Don’t be so barbaric.
Much like the simple life of the Barbarian, Tiny Barbarian DX is all about the basics. The game’s two-button jump and attack control scheme works wonders towards achieving that old NES nostalgic vibe, and the vibrant Chiptune soundtrack makes me feel like I’m eight years-old again and playing Mega Man in my parents’ basement. But despite the nice look and feel, the game is just too basic and repetitive to provide any real sort of lasting entertainment, and seems a bit barbaric in its own right.
Tiny Barbarian DX begins with your Barbarian standing high atop a mountain, with dozens of undead warriors and goblins climbing the precipice to challenge his worth. You’ll have to stand and fight off as many of these guys as you can until they simply overwhelm you, and your Barbarian inevitably falls in battle: which leads right into the game’s main title screen. It’s an extremely clever plot device, and one that actually manages to give a pretty cinematic quality to a game with such intentional old-school graphics.
The titular Barbarian is certainly tiny, and the game has a great depth of scale that really makes those many platforming screens feel sprawling in both their appearance and design. The performance is incredibly slick, and the environments are all nicely envisioned, as you move from outdoor rocky plateaus, to dungeons deep underground, and finally a lavish palace with dazzling columns and tiled floors. However, the beginning of the game can feel very repetitive, and the incredible ease of some of those earlier screens can wind up leaving a lot to be desired.
The game introduces a few interesting gameplay mechanics along the way, though, like riding on the back of a giant dinosaur creature, or volleying bombs during one particularly challenging boss fight. But for the most part, you’re simply looking at some classic platform jumping and the occasional hacking and slashing of a snake or an eagle here. Collectables are limited to chicken legs, which replenish some of your health squares, and tiny gold coins that add on to your score. Apparently there are also 14 hidden diamonds to be found throughout the game as well, but I came up with a big old goose egg in that department.
But be warned though: the last couple screens of Tiny Barbarian DX feature an extreme difficulty spike, which comes across as being far more frustrating than challenging. This is most likely because everything else before this point in the game wildly underprepares you for the insanely precise platforming requirements that come out of nowhere, or the onslaught of never-ending enemies that seem specifically programmed to mess up your jumps.
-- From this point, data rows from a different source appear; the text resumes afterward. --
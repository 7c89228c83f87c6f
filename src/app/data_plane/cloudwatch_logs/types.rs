//! CloudWatch Logs Data Types
//!
//! Data structures for stream listings, event queries and their results.

#![warn(clippy::all, rust_2018_idioms)]

use serde::{Deserialize, Serialize};

/// Number of events pulled from a stream for a single analysis
pub const RECENT_EVENT_LIMIT: i32 = 50;

/// A log group identifier as accepted by `logGroupIdentifier`: a name or an ARN
#[derive(Debug, Clone, PartialEq, Eq)]
pub struct LogGroupIdentifier {
    display: String,
    api: String,
}

impl LogGroupIdentifier {
    /// Validate a caller-supplied identifier.
    ///
    /// Blank input is rejected. ARNs copied from `DescribeLogGroups` end in
    /// `:*`, which the service refuses in `logGroupIdentifier`, so one
    /// trailing `:*` is dropped for API calls while [`Self::as_str`] keeps the
    /// caller's spelling.
    pub fn parse(raw: &str) -> crate::Result<Self> {
        let display = raw.trim();
        if display.is_empty() {
            return Err(crate::InsightsError::InvalidArgument(
                "log group identifier must not be empty".to_string(),
            ));
        }

        let api = display.strip_suffix(":*").unwrap_or(display);
        if api.is_empty() {
            return Err(crate::InsightsError::InvalidArgument(format!(
                "log group identifier '{}' names no log group",
                display
            )));
        }

        Ok(Self {
            display: display.to_string(),
            api: api.to_string(),
        })
    }

    /// The identifier as the caller wrote it
    pub fn as_str(&self) -> &str {
        &self.display
    }

    /// The identifier sent to CloudWatch Logs
    pub fn api_identifier(&self) -> &str {
        &self.api
    }
}

impl std::fmt::Display for LogGroupIdentifier {
    fn fmt(&self, f: &mut std::fmt::Formatter<'_>) -> std::fmt::Result {
        f.write_str(&self.display)
    }
}

/// A log stream as listed by `DescribeLogStreams`
#[derive(Debug, Clone, PartialEq, Eq, Serialize, Deserialize)]
pub struct LogStream {
    /// Stream name within the group
    pub name: String,
    /// Timestamp of the newest event in the stream (Unix milliseconds)
    pub last_event_timestamp: Option<i64>,
}

impl LogStream {
    pub fn new(name: impl Into<String>, last_event_timestamp: Option<i64>) -> Self {
        Self {
            name: name.into(),
            last_event_timestamp,
        }
    }
}

/// Query options for `GetLogEvents`
#[derive(Debug, Clone, PartialEq)]
pub struct QueryOptions {
    /// Maximum number of events to return
    pub limit: Option<i32>,
    /// Read from the oldest event instead of the newest
    pub start_from_head: bool,
}

impl QueryOptions {
    /// Create new QueryOptions with default values
    pub fn new() -> Self {
        Self {
            limit: Some(RECENT_EVENT_LIMIT),
            start_from_head: false,
        }
    }

    /// Set limit
    pub fn with_limit(mut self, limit: i32) -> Self {
        self.limit = Some(limit);
        self
    }

    /// Set start from head
    pub fn with_start_from_head(mut self, start_from_head: bool) -> Self {
        self.start_from_head = start_from_head;
        self
    }
}

impl Default for QueryOptions {
    fn default() -> Self {
        Self::new()
    }
}

/// Result of a `GetLogEvents` call (first page only)
#[derive(Debug, Clone, Default, Serialize, Deserialize)]
pub struct LogQueryResult {
    /// Log events in the order the service returned them
    pub events: Vec<LogEvent>,
    /// Forward token reported by the service; never followed
    pub next_token: Option<String>,
}

impl LogQueryResult {
    pub fn new(events: Vec<LogEvent>, next_token: Option<String>) -> Self {
        Self { events, next_token }
    }
}

/// A single log event
#[derive(Debug, Clone, PartialEq, Eq, Serialize, Deserialize)]
pub struct LogEvent {
    /// Event timestamp (Unix milliseconds)
    pub timestamp: i64,
    /// Log message content
    pub message: String,
}

impl LogEvent {
    pub fn new(timestamp: i64, message: impl Into<String>) -> Self {
        Self {
            timestamp,
            message: message.into(),
        }
    }

    /// `[timestamp] message`
    pub fn render(&self) -> String {
        format!("[{}] {}", self.timestamp, self.message)
    }
}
There is also an unusual give-and-take with the game that will ultimately affect the way you play it. Thankfully, Tiny Barbarian DX has a checkpoint after almost every screen, and you have an unlimited number of lives, so you never run the risk of getting a “Game Over” or being sent back to an earlier point in your adventure. So with patience and persistence, anyone will slowly be able to chip away at the platforming adventure screen by screen until they reach the ending. But on the flipside, the game doesn’t seem to have any sort of save system in place, so if you need to go somewhere or turn your computer off, then you might be out of luck. In this light, the game length feels a little bit strained when forced to complete it in a single sitting like this.
Once you do complete the main adventure, however, there’s little else to do but try and beat your own high score or completion time. To put this into a bit of perspective, my completion time was a little under an hour and a half, and that’s including the dozens of times my Barbarian crumbled under the vicious attacks of a spitting cobra or devious magician. The game also lists three additional chapters in the Barbarian’s journey, but all are currently inaccessible and designated as “Coming Soon.”
Besides walking through the Hall of Heroes, which lets you see your fastest completion time engraved on a stone wall, the only other thing you can do outside of the main game is an option called “VS the Horde.” This mode merely brings back the never-ending battle on the mountain precipice from the beginning of the adventure, where you see how long you can survive against the same, repetitious horde. As it turns out, there’s really no point or underlying incentive to play this thinly-veiled mode, and it becomes more of a blatantly tacked-on “extra” than anything else.
Tiny Barbarian DX is a fairly short and equally linear retro experience, and it becomes pretty clear early on that the game just needed something more to truly be great. What that something actually is, however, well your guess is as good as mine. But if you’re in the mood for a light and simple platformer game, then Tiny Barbarian DX still might be a good way to get your barbarous sidescrolling fix in.